Exercise brief: Report each line of the material below where the word "crate" can be found.

______

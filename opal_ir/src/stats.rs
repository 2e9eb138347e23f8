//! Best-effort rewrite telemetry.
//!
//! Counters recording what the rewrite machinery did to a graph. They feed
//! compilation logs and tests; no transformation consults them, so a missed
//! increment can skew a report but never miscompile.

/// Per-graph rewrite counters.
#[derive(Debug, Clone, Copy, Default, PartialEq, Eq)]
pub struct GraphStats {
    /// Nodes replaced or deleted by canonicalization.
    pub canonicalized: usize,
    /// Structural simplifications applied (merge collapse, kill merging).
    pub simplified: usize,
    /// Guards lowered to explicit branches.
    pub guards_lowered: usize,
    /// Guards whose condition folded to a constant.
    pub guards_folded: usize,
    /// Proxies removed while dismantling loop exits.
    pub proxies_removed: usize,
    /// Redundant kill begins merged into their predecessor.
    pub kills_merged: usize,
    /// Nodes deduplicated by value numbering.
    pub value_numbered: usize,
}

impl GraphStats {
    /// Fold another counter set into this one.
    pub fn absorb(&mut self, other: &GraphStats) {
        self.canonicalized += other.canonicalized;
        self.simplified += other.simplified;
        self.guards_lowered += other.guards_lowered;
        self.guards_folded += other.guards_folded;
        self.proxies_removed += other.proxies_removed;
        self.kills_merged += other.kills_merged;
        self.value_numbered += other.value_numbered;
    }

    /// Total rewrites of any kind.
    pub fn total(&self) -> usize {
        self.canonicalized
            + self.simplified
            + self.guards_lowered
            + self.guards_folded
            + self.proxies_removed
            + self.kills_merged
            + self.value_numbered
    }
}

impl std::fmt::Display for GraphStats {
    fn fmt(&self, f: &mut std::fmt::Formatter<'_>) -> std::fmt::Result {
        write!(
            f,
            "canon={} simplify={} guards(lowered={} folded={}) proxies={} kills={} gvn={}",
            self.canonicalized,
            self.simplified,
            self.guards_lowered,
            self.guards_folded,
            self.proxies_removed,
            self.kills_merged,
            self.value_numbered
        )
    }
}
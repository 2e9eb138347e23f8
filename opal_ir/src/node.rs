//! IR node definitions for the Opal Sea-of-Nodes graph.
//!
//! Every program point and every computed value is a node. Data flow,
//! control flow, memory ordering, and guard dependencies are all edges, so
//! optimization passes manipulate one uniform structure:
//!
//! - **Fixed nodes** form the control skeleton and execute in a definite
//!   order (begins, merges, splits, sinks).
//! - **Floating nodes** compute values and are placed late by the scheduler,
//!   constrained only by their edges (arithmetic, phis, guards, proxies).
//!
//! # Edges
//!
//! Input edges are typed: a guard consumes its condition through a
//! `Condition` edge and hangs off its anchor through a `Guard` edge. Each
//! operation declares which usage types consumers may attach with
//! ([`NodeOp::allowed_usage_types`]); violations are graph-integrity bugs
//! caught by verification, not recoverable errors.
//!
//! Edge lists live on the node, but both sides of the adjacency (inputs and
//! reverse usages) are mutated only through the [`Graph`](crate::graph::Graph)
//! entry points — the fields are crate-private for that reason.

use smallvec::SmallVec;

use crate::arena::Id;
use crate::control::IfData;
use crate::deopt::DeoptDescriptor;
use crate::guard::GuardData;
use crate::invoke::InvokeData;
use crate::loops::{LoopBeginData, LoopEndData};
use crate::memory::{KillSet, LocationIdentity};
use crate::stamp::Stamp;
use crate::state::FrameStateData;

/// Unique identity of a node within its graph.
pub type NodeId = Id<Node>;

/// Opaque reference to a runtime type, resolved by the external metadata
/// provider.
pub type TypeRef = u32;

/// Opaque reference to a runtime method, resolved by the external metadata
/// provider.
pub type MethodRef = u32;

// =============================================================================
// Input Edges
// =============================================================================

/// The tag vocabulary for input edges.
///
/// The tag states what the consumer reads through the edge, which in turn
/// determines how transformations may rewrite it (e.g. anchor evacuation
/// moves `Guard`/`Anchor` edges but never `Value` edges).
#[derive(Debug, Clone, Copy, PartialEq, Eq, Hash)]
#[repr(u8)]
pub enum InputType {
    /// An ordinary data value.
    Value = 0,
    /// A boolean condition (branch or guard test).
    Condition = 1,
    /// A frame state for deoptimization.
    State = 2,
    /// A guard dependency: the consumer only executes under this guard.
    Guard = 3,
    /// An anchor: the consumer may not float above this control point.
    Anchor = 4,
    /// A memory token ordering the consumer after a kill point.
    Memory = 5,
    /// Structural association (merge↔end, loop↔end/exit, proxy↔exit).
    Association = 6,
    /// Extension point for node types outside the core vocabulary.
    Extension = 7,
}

______

Solution to this problem:
//! reverse usages) are mutated only through the [`Graph`](crate::graph::Graph)
//! entry points — the fields are crate-private for that reason.
use crate::arena::Id;
use crate::control::IfData;
use crate::deopt::DeoptDescriptor;
use crate::guard::GuardData;
use crate::invoke::InvokeData;
use crate::loops::{LoopBeginData, LoopEndData};
use crate::memory::{KillSet, LocationIdentity};
use crate::stamp::Stamp;
use crate::state::FrameStateData;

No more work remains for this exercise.